Tuesday, February 24, 2015 1:30 PM | Anonymous

Trauma Care in the Wild, part four

I am telling you the story of my traumatized wrist, so let’s return to Story Medicine for a while.
 
The Second Step of Healing is Story Medicine. Story Medicine is diagnosis. It is the answer to “why?” It is the answer to “what?” It is the stories we tell ourselves when we are injured or ill.

For most people with access to hi-tech medicine, the desire to know “why” and “what” sweeps the patient immediately into the last river of healing, the most dangerous river. My injured wrist looked ugly and distorted and part of me wanted to know just what had happened. Was it broken? Dislocated? Sprained? I knew that what we did immediately to counter the trauma was more important that answering those questions, so we applied immediate first aid measures as outlined in part one of this series.

After teaching my class, and while continuing to rest, ice, elevate, and compress my wrist, I called Alex, our Tico friend, over and told him that, if he would take me, I would go for an x-ray if one was available. At that point, I figured, waiting in an emergency room for hours wouldn’t slow my healing. In fact, from now on, I realized, it was just a matter of being patient while my wrist healed. As it turned out the nearest x-ray facility was about ten hours away. My curiosity was not that strong, so we didn’t go.
 
But I was hesitant that I was doing all I could to help myself. Perhaps I was being foolish and needed hi-tech help.

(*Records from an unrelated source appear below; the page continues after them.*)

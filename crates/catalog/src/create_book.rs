//! The CreateBook saga: step list, payload shape and step invoker.

use async_trait::async_trait;
use saga::{SagaDefinition, StepCall, StepDefinition, StepInvoker, StepOutcome};
use serde::{Deserialize, Serialize};

use crate::error::ServiceError;
use crate::requests::{AuthorData, BookData, GenreData};
use crate::services::author::AuthorService;
use crate::services::book::{BookService, NewBook};
use crate::services::genre::GenreService;

/// The saga type identifier for book creation.
pub const SAGA_TYPE: &str = "CreateBook";

/// Step name: create or verify the genre.
pub const STEP_ENSURE_GENRE: &str = "ensure_genre";

/// Step name: create new authors and verify existing ones.
pub const STEP_CREATE_AUTHORS: &str = "create_authors";

/// Step name: create the book record.
pub const STEP_CREATE_BOOK: &str = "create_book";

/// The ordered step list for the CreateBook saga.
pub fn definition() -> SagaDefinition {
    SagaDefinition::new(
        SAGA_TYPE,
        vec![
            StepDefinition::with_compensation(STEP_ENSURE_GENRE),
            StepDefinition::with_compensation(STEP_CREATE_AUTHORS),
            StepDefinition::new(STEP_CREATE_BOOK),
        ],
    )
}

/// Saga payload: the original request plus context accumulated by steps.
///
/// Step results are merged into the saga payload by the orchestrator, so
/// the accumulated fields are optional and default-empty when the saga
/// starts.
#[derive(Debug, Clone, Default, Serialize, Deserialize)]
#[serde(rename_all = "camelCase", default)]
pub struct CreateBookPayload {
    pub book: BookData,
    pub genre: GenreData,
    pub new_authors: Vec<AuthorData>,
    pub existing_author_ids: Vec<u64>,

    // Accumulated by ensure_genre.
    pub genre_id: Option<u64>,
    pub genre_created: Option<bool>,

    // Accumulated by create_authors.
    pub created_author_numbers: Option<Vec<u64>>,
    pub author_numbers: Option<Vec<u64>>,

    // Accumulated by create_book.
    pub isbn: Option<String>,
}

/// Step invoker backing the CreateBook saga with catalog service clients.
pub struct CreateBookInvoker<G, A, B> {
    genres: G,
    authors: A,
    books: B,
}

impl<G, A, B> CreateBookInvoker<G, A, B>
where
    G: GenreService,
    A: AuthorService,
    B: BookService,
{
    pub fn new(genres: G, authors: A, books: B) -> Self {
        Self {
            genres,
            authors,
            books,
        }
    }

    async fn ensure_genre(
        &self,
        payload: &CreateBookPayload,
        call: &StepCall,
    ) -> Result<serde_json::Value, ServiceError> {
        let result = self
            .genres
            .ensure_genre(&payload.genre.name, &call.idempotency_key())
            .await?;
        Ok(serde_json::json!({
            "genreId": result.genre.genre_id,
            "genreCreated": result.created,
        }))
    }

    async fn create_authors(
        &self,
        payload: &CreateBookPayload,
        call: &StepCall,
    ) -> Result<serde_json::Value, ServiceError> {
        let mut created = Vec::with_capacity(payload.new_authors.len());
        for (index, author) in payload.new_authors.iter().enumerate() {
            // Per-author key: a crashed and re-driven step resumes without
            // duplicating authors already created.
            let key = format!("{}:{index}", call.idempotency_key());
            let record = self.authors.create_author(author, &key).await?;
            created.push(record.author_number);
        }

        let mut all = created.clone();
        for &author_number in &payload.existing_author_ids {
            match self.authors.get_author(author_number).await? {
                Some(_) => all.push(author_number),
                None => {
                    return Err(ServiceError::rejected(format!(
                        "author {author_number} not found"
                    )));
                }
            }
        }

        Ok(serde_json::json!({
            "createdAuthorNumbers": created,
            "authorNumbers": all,
        }))
    }

    async fn create_book(
        &self,
        payload: &CreateBookPayload,
        call: &StepCall,
    ) -> Result<serde_json::Value, ServiceError> {
        let genre_id = payload
            .genre_id
            .ok_or_else(|| ServiceError::rejected("payload is missing the genre id"))?;
        let author_numbers = payload
            .author_numbers
            .clone()
            .ok_or_else(|| ServiceError::rejected("payload is missing the author numbers"))?;

        let book = NewBook {
            title: payload.book.title.clone(),
            description: payload.book.description.clone(),
            photo_uri: payload.book.photo_uri.clone(),
            genre_id,
            author_numbers,
        };
        let record = self
            .books
            .create_book(&book, &call.idempotency_key())
            .await?;
        Ok(serde_json::json!({ "isbn": record.isbn }))
    }

    async fn undo_ensure_genre(
        &self,
        payload: &CreateBookPayload,
    ) -> Result<(), ServiceError> {
        // Only undo a genre this saga created; a verified pre-existing
        // genre stays.
        if payload.genre_created == Some(true)
            && let Some(genre_id) = payload.genre_id
        {
            self.genres.delete_genre(genre_id).await?;
        }
        Ok(())
    }

    async fn undo_create_authors(
        &self,
        payload: &CreateBookPayload,
    ) -> Result<(), ServiceError> {
        if let Some(created) = &payload.created_author_numbers {
            for &author_number in created.iter().rev() {
                self.authors.delete_author(author_number).await?;
            }
        }
        Ok(())
    }
}

fn failure(error: ServiceError) -> StepOutcome {
    if error.is_retryable() {
        StepOutcome::RetryableFailure(error.to_string())
    } else {
        StepOutcome::PermanentFailure(error.to_string())
    }
}

fn parse_payload(call: &StepCall) -> Result<CreateBookPayload, StepOutcome> {
    serde_json::from_value(call.payload.clone())
        .map_err(|e| StepOutcome::PermanentFailure(format!("malformed saga payload: {e}")))
}

#[async_trait]
impl<G, A, B> StepInvoker for CreateBookInvoker<G, A, B>
where
    G: GenreService,
    A: AuthorService,
    B: BookService,
{
    async fn invoke(&self, call: &StepCall) -> StepOutcome {
        let payload = match parse_payload(call) {
            Ok(payload) => payload,
            Err(outcome) => return outcome,
        };

        let result = match call.step_name.as_str() {
            STEP_ENSURE_GENRE => self.ensure_genre(&payload, call).await,
            STEP_CREATE_AUTHORS => self.create_authors(&payload, call).await,
            STEP_CREATE_BOOK => self.create_book(&payload, call).await,
            other => {
                return StepOutcome::PermanentFailure(format!("unknown step '{other}'"));
            }
        };

        match result {
            Ok(value) => StepOutcome::Success(value),
            Err(error) => failure(error),
        }
    }

    async fn compensate(&self, call: &StepCall) -> StepOutcome {
        let payload = match parse_payload(call) {
            Ok(payload) => payload,
            Err(outcome) => return outcome,
        };

        let result = match call.step_name.as_str() {
            STEP_ENSURE_GENRE => self.undo_ensure_genre(&payload).await,
            STEP_CREATE_AUTHORS => self.undo_create_authors(&payload).await,
            // create_book has no compensating action.
            STEP_CREATE_BOOK => Ok(()),
            other => {
                return StepOutcome::PermanentFailure(format!("unknown step '{other}'"));
            }
        };

        match result {
            Ok(()) => StepOutcome::Success(serde_json::json!({})),
            Err(error) => failure(error),
        }
    }
}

Instead of an x-ray to tell me what to do, I asked for stories. Other people’s stories of sprained or broken wrists. These two stories were right there in our circle, immediately available to me, not ten hours away. Let me tell you what they told me.


Broken Wrist (Healthy white woman in her thirties)
“I fell while hiking and was carried out to the emergency room. X-rays revealed a broken wrist. I received the best modern orthopedic surgery: My wrist was set, screwed, pinned, wired, and immobilized.” She described in detail the horror and pain upon the removal of the pins and the months of physical therapy. She showed us her wrist. It could not bend back at all!

“If that is the very best modern medicine can do in a worst-case scenario, I know I can do better,” I said, with emphasis, after listening to her story and looking at her hand and wrist. “Even if my wrist is broken, there is no need for an x-ray, because I heal rapidly and well – and the healing is already under way.”

Broken Ankle (Healthy white teenage boy)
“My son fell while rollerblading, waited in the emergency room for several hours, then was told that the swelling was too severe to do what they needed to do to put his ankle back together again. ‘The bones are not only broken, but out of place,’ they told him. ‘Come back in two weeks when the swelling has subsided and we will operate.’ He went home and allied with comfrey: He drank the infusion and used the spent plant material as a poultice. He also soaked his ankle in comfrey infusion. Two weeks later, he had surgery. When he was in the recovery room, the surgeon came in and smiled at him. ‘Never seen anything like it,’ he admitted. ‘When we opened you up, all the bones in your ankle were back in place and the fractures were healing exceptionally well. We put a screw in, just so we wouldn’t have cut you for no reason.’”

“Thank you for sharing your son’s story,” I said with real appreciation. Now I knew for certain that I could heal my trauma better than modern medicine could, without x-rays and without surgery.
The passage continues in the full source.